# Barclay's Background...



## thomas (8 Oct 2010)

IGNORE THIS...it was a computer virus on my end.


----------



## thomas (8 Oct 2010)

Actually, just started seeing it again. So not sure. Can anyone else see a barclays background?


----------



## Shaun (8 Oct 2010)

He he ... just used the QR software on my iPhone to decode your avatar. Very clever - a novel way to advertise your site ... 


Whereabout is the background? (_the whole site, your user profile?_)

Does the background change if you change the skin choice for CC? (_use the drop-down at the bottom left_)

Can you take a screen-shot and upload it so I can see it?

Thanks,
Shaun


----------



## thomas (8 Oct 2010)

Admin said:


> He he ... just used the QR software on my iPhone to decode your avatar. Very clever - a novel way to advertise your site ...
> 
> 
> Whereabout is the background? (_the whole site, your user profile?_)
> ...




Hi Shaun,
I'm pretty sure I had some sort of computer bug. I've done a system restore from a few days ago and the error has fixed and I'm updating everything again. Something must have sneaked in at some point. Shows, even with updating it all regularly nothing will stop viruses and internet nasties.

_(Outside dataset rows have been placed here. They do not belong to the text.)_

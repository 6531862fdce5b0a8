//! Block volume creation, possibly together with a new hosting volume.

use super::common::{
    ReclaimMap, action_ids, commit_entry, discard_created, ensure_unowned, load_entry,
    teardown_volume,
};
use super::volume_create::{VolumeRole, create_volume_remote, place_volume};
use super::{
    CleanableOperation, OpFuture, Operation, OperationContext, OperationError, OperationSettings,
};
use crate::db::{DbError, Tx};
use crate::entities::{
    BlockConnection, BlockRestriction, BlockVolumeEntry, ClusterEntry, NodeEntry, VolumeEntry,
    reduce_raw_size, signed,
};
use crate::executor::{BlockVolumeRequest, Executor, ExecutorError};
use crate::health::{cluster_hosts, cluster_nodes, run_on_host};
use crate::pending::query::hosting_volume_create_pending;
use crate::pending::{ChangeType, PendingOperationEntry};
use crate::placement::candidate_clusters;

/// Checks that `vol` can take a new block volume of `size` GiB.
fn check_hosting_volume(vol: &VolumeEntry, size: u64) -> Result<(), OperationError> {
    if !vol.info.block {
        return Err(OperationError::NotBlockHosting {
            volume: vol.info.id.clone(),
        });
    }
    match vol.info.block_info.restriction {
        BlockRestriction::Unrestricted => {}
        BlockRestriction::Locked | BlockRestriction::LockedByUpdate => {
            return Err(OperationError::BlockHostingLocked {
                volume: vol.info.id.clone(),
            });
        }
        BlockRestriction::Unknown => {
            return Err(OperationError::UnknownRestriction {
                volume: vol.info.id.clone(),
            });
        }
    }
    ensure_unowned(vol)?;
    if vol.info.block_info.free_size < size {
        return Err(OperationError::InsufficientBlockSpace {
            volume: vol.info.id.clone(),
            free: vol.info.block_info.free_size,
            required: size,
        });
    }
    Ok(())
}

/// First committed, unrestricted hosting volume in `clusters` with room for
/// `size` GiB.
fn find_hosting_volume(
    tx: &Tx<'_>,
    clusters: &[String],
    size: u64,
) -> Result<Option<VolumeEntry>, DbError> {
    for cluster_id in candidate_clusters(tx, clusters, true)? {
        let cluster = tx.load::<ClusterEntry>(&cluster_id)?;
        for vol_id in &cluster.volumes {
            let vol = tx.load::<VolumeEntry>(vol_id)?;
            if check_hosting_volume(&vol, size).is_ok() {
                return Ok(Some(vol));
            }
        }
    }
    Ok(None)
}

/// Places a new hosting volume big enough for `size` GiB, recording it
/// against `op`.
fn new_hosting_volume(
    tx: &mut Tx<'_>,
    settings: &OperationSettings,
    op: &mut PendingOperationEntry,
    clusters: &[String],
    size: u64,
) -> Result<VolumeEntry, OperationError> {
    if !settings.auto_create_block_hosting_volume {
        return Err(OperationError::BlockHostingDisabled { size });
    }
    if hosting_volume_create_pending(tx)? {
        return Err(OperationError::TooManyOperations);
    }
    let max = reduce_raw_size(settings.block_hosting_volume_size);
    if size > max {
        return Err(OperationError::BlockSizeTooLarge {
            requested: size,
            max,
        });
    }
    let mut vol = VolumeEntry::new_block_hosting(
        settings.block_hosting_volume_size,
        &settings.block_hosting_volume_options,
    );
    place_volume(tx, settings, op, &mut vol, clusters, VolumeRole::BlockHosting)?;
    Ok(vol)
}

/// Creates a block volume on an existing hosting volume, or on a new one
/// when none fits and automatic creation is enabled.
#[derive(Debug)]
pub struct BlockVolumeCreateOperation {
    ctx: OperationContext,
    op: PendingOperationEntry,
    template: BlockVolumeEntry,
    bvol: BlockVolumeEntry,
    clusters: Vec<String>,
    connection: Option<BlockConnection>,
    reclaimed: ReclaimMap,
}

impl BlockVolumeCreateOperation {
    /// Prepares creation of `bvol`. A non-empty `hosting_volume` on it pins
    /// the hosting volume; otherwise one of `clusters` (any when empty) is
    /// searched.
    #[must_use]
    pub fn new(ctx: OperationContext, bvol: BlockVolumeEntry, clusters: Vec<String>) -> Self {
        Self {
            ctx,
            op: PendingOperationEntry::new(),
            template: bvol.clone(),
            bvol,
            clusters,
            connection: None,
            reclaimed: ReclaimMap::new(),
        }
    }

    pub(super) fn from_entry(
        ctx: OperationContext,
        op: PendingOperationEntry,
        bvol: BlockVolumeEntry,
    ) -> Self {
        Self {
            ctx,
            op,
            template: bvol.clone(),
            bvol,
            clusters: Vec::new(),
            connection: None,
            reclaimed: ReclaimMap::new(),
        }
    }

    /// The block volume as last built.
    #[must_use]
    pub const fn block_volume(&self) -> &BlockVolumeEntry {
        &self.bvol
    }

    /// Picks portal nodes: those whose gluster daemon answers, at most
    /// `hacount` of them (every answering node when zero).
    async fn portal_nodes(
        executor: &dyn Executor,
        nodes: Vec<NodeEntry>,
        hacount: u32,
    ) -> Result<Vec<NodeEntry>, ExecutorError> {
        let wanted = usize::try_from(hacount).unwrap_or(usize::MAX);
        let mut chosen = Vec::new();
        for node in nodes {
            if wanted != 0 && chosen.len() >= wanted {
                break;
            }
            match executor.glusterd_check(&node.manage_hostname).await {
                Ok(()) => chosen.push(node),
                Err(err) => {
                    tracing::warn!(host = %node.manage_hostname, error = %err, "skipping node for block target");
                }
            }
        }
        if chosen.is_empty() || (wanted != 0 && chosen.len() < wanted) {
            return Err(ExecutorError::NoHostsAvailable);
        }
        Ok(chosen)
    }

    async fn create(&self, executor: &dyn Executor) -> Result<BlockConnection, OperationError> {
        let Some(op) = load_entry(&self.ctx, &self.op.id)? else {
            return Err(OperationError::Inconsistent {
                message: format!("pending operation {} has vanished", self.op.id),
            });
        };
        if let Some(action) = op.first_action(ChangeType::AddVolume) {
            create_volume_remote(&self.ctx, executor, &action.id).await?;
        }
        let Some(bvol_id) = op.first_action(ChangeType::AddBlockVolume).map(|a| a.id.clone()) else {
            return Err(OperationError::Inconsistent {
                message: format!("pending operation {} has no block volume", self.op.id),
            });
        };
        let (bvol, vol, nodes) = self.ctx.db.view(|tx| {
            let bvol = tx.load::<BlockVolumeEntry>(&bvol_id)?;
            let vol = tx.load::<VolumeEntry>(&bvol.info.hosting_volume)?;
            let nodes = cluster_nodes(tx, &vol.info.cluster_id, self.ctx.health.as_ref())?;
            Ok::<_, DbError>((bvol, vol, nodes))
        })?;
        let portals = Self::portal_nodes(executor, nodes, bvol.info.hacount).await?;
        let request = BlockVolumeRequest {
            hosting_volume: vol.info.name.clone(),
            name: bvol.info.name.clone(),
            size_gib: bvol.info.size,
            hosts: portals.iter().map(|node| node.storage_hostname.clone()).collect(),
            auth: bvol.info.auth,
        };
        let manage: Vec<String> = portals.into_iter().map(|node| node.manage_hostname).collect();
        let request_ref = &request;
        let connection = run_on_host(&manage, |host| {
            Box::pin(async move { executor.block_volume_create(&host, request_ref).await })
        })
        .await?;
        Ok(connection)
    }

    async fn teardown(&self, executor: &dyn Executor) -> Result<ReclaimMap, OperationError> {
        let Some(op) = load_entry(&self.ctx, &self.op.id)? else {
            return Ok(ReclaimMap::new());
        };
        let new_volume = op.first_action(ChangeType::AddVolume).map(|a| a.id.clone());
        if let Some(bvol_id) = op.first_action(ChangeType::AddBlockVolume).map(|a| a.id.clone()) {
            let found = self.ctx.db.view(|tx| {
                let Some(bvol) = tx.try_load::<BlockVolumeEntry>(&bvol_id)? else {
                    return Ok(None);
                };
                let Some(vol) = tx.try_load::<VolumeEntry>(&bvol.info.hosting_volume)? else {
                    return Ok(None);
                };
                let hosts = cluster_hosts(tx, &vol.info.cluster_id, self.ctx.health.as_ref())?;
                Ok::<_, DbError>(Some((bvol, vol, hosts)))
            })?;
            if let Some((bvol, vol, hosts)) = found {
                let hosting = vol.info.name.as_str();
                let name = bvol.info.name.as_str();
                let outcome = run_on_host(&hosts, |host| {
                    Box::pin(async move { executor.block_volume_destroy(&host, hosting, name).await })
                })
                .await;
                match outcome {
                    Ok(()) => {}
                    Err(err) if err.is_not_found() => {
                        tracing::debug!(block_volume = %name, "block volume already gone");
                    }
                    Err(err) => return Err(err.into()),
                }
            }
        }
        match new_volume {
            Some(vol_id) => {
                let bricks = action_ids(&op, ChangeType::AddBrick);
                teardown_volume(&self.ctx, executor, &vol_id, &bricks).await
            }
            None => Ok(ReclaimMap::new()),
        }
    }
}

impl Operation for BlockVolumeCreateOperation {
    fn label(&self) -> &'static str {
        "create block volume"
    }

    fn id(&self) -> &str {
        &self.op.id
    }

    fn context(&self) -> &OperationContext {
        &self.ctx
    }

    fn build(&mut self) -> Result<(), OperationError> {
        let mut op = PendingOperationEntry::with_id(self.op.id.clone());
        let mut bvol = self.template.clone();
        let settings = &self.ctx.settings;
        let clusters = &self.clusters;
        self.ctx.db.update(|tx| {
            let size = bvol.info.size;
            let mut vol = if bvol.info.hosting_volume.is_empty() {
                match find_hosting_volume(tx, clusters, size)? {
                    Some(existing) => existing,
                    None => new_hosting_volume(tx, settings, &mut op, clusters, size)?,
                }
            } else {
                let existing = tx.load::<VolumeEntry>(&bvol.info.hosting_volume)?;
                check_hosting_volume(&existing, size)?;
                existing
            };
            bvol.info.hosting_volume.clone_from(&vol.info.id);
            bvol.info.cluster_id.clone_from(&vol.info.cluster_id);
            vol.info.block_info.block_volumes.push(bvol.info.id.clone());
            vol.modify_free_size(signed(size).saturating_neg())?;
            op.record_add_block_volume(&mut bvol)?;
            let mut cluster = tx.load::<ClusterEntry>(&vol.info.cluster_id)?;
            cluster.block_volume_add(&bvol.info.id);
            tx.save(&cluster)?;
            tx.save(&vol)?;
            tx.save(&bvol)?;
            op.save(tx)?;
            tracing::debug!(
                block_volume = %bvol.info.id,
                hosting_volume = %vol.info.id,
                free = vol.info.block_info.free_size,
                "block volume placed"
            );
            Ok::<_, OperationError>(())
        })?;
        self.op = op;
        self.bvol = bvol;
        Ok(())
    }

    fn exec<'a>(&'a mut self, executor: &'a dyn Executor) -> OpFuture<'a> {
        Box::pin(async move {
            self.connection = Some(self.create(executor).await?);
            Ok(())
        })
    }

    fn finalize(&mut self) -> Result<(), OperationError> {
        let op_id = self.op.id.clone();
        let bvol_id = self.bvol.info.id.clone();
        let connection = self.connection.clone();
        let saved = self.ctx.db.update(|tx| {
            let Some(mut bvol) = tx.try_load::<BlockVolumeEntry>(&bvol_id)? else {
                return Ok(None);
            };
            if let Some(details) = connection {
                bvol.info.connection = details;
            }
            tx.save(&bvol)?;
            commit_entry(tx, &op_id)?;
            Ok::<_, OperationError>(tx.try_load::<BlockVolumeEntry>(&bvol_id)?)
        })?;
        if let Some(committed) = saved {
            self.bvol = committed;
        }
        tracing::info!(op_id = %op_id, block_volume = %bvol_id, "block volume created");
        Ok(())
    }

    fn rollback<'a>(&'a mut self, executor: &'a dyn Executor) -> OpFuture<'a> {
        Box::pin(async move {
            self.clean(executor).await?;
            self.clean_done()
        })
    }

    fn as_cleanable(&mut self) -> Option<&mut dyn CleanableOperation> {
        Some(self)
    }
}

impl CleanableOperation for BlockVolumeCreateOperation {
    fn clean<'a>(&'a mut self, executor: &'a dyn Executor) -> OpFuture<'a> {
        Box::pin(async move {
            self.reclaimed = self.teardown(executor).await?;
            Ok(())
        })
    }

    fn clean_done(&mut self) -> Result<(), OperationError> {
        let op_id = self.op.id.clone();
        let reclaimed = &self.reclaimed;
        self.ctx.db.update(|tx| {
            let Some(mut op) = tx.try_load::<PendingOperationEntry>(&op_id)? else {
                return Ok(());
            };
            let created = action_ids(&op, ChangeType::AddVolume);
            for bvol_id in action_ids(&op, ChangeType::AddBlockVolume) {
                let Some(bvol) = tx.try_load::<BlockVolumeEntry>(&bvol_id)? else {
                    continue;
                };
                let hosting_id = &bvol.info.hosting_volume;
                if !created.contains(hosting_id)
                    && let Some(mut vol) = tx.try_load::<VolumeEntry>(hosting_id)?
                {
                    vol.info.block_info.block_volumes.retain(|id| *id != bvol_id);
                    vol.modify_free_size(signed(bvol.info.size))?;
                    tx.save(&vol)?;
                }
                if let Some(mut cluster) = tx.try_load::<ClusterEntry>(&bvol.info.cluster_id)? {
                    cluster.block_volume_delete(&bvol_id);
                    tx.save(&cluster)?;
                }
                tx.delete::<BlockVolumeEntry>(&bvol_id)?;
            }
            discard_created(tx, &op, reclaimed)?;
            op.delete(tx)?;
            Ok::<_, OperationError>(())
        })?;
        self.reclaimed.clear();
        self.connection = None;
        tracing::debug!(op_id = %op_id, "block volume create cleaned up");
        Ok(())
    }
}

If anyone else starts seeing a different background, and has firefox do the view background image thing. If you go to an image on the barclay's website then I'd do a system restore, then update everything and run your anti-virus, etc..

Glad you liked the QR code. I only just found a plugin for my phone so was testing them out and wanted to see if people would try it. Seems people do  I suppose really, I should add a wordpress mobile friendly site


----------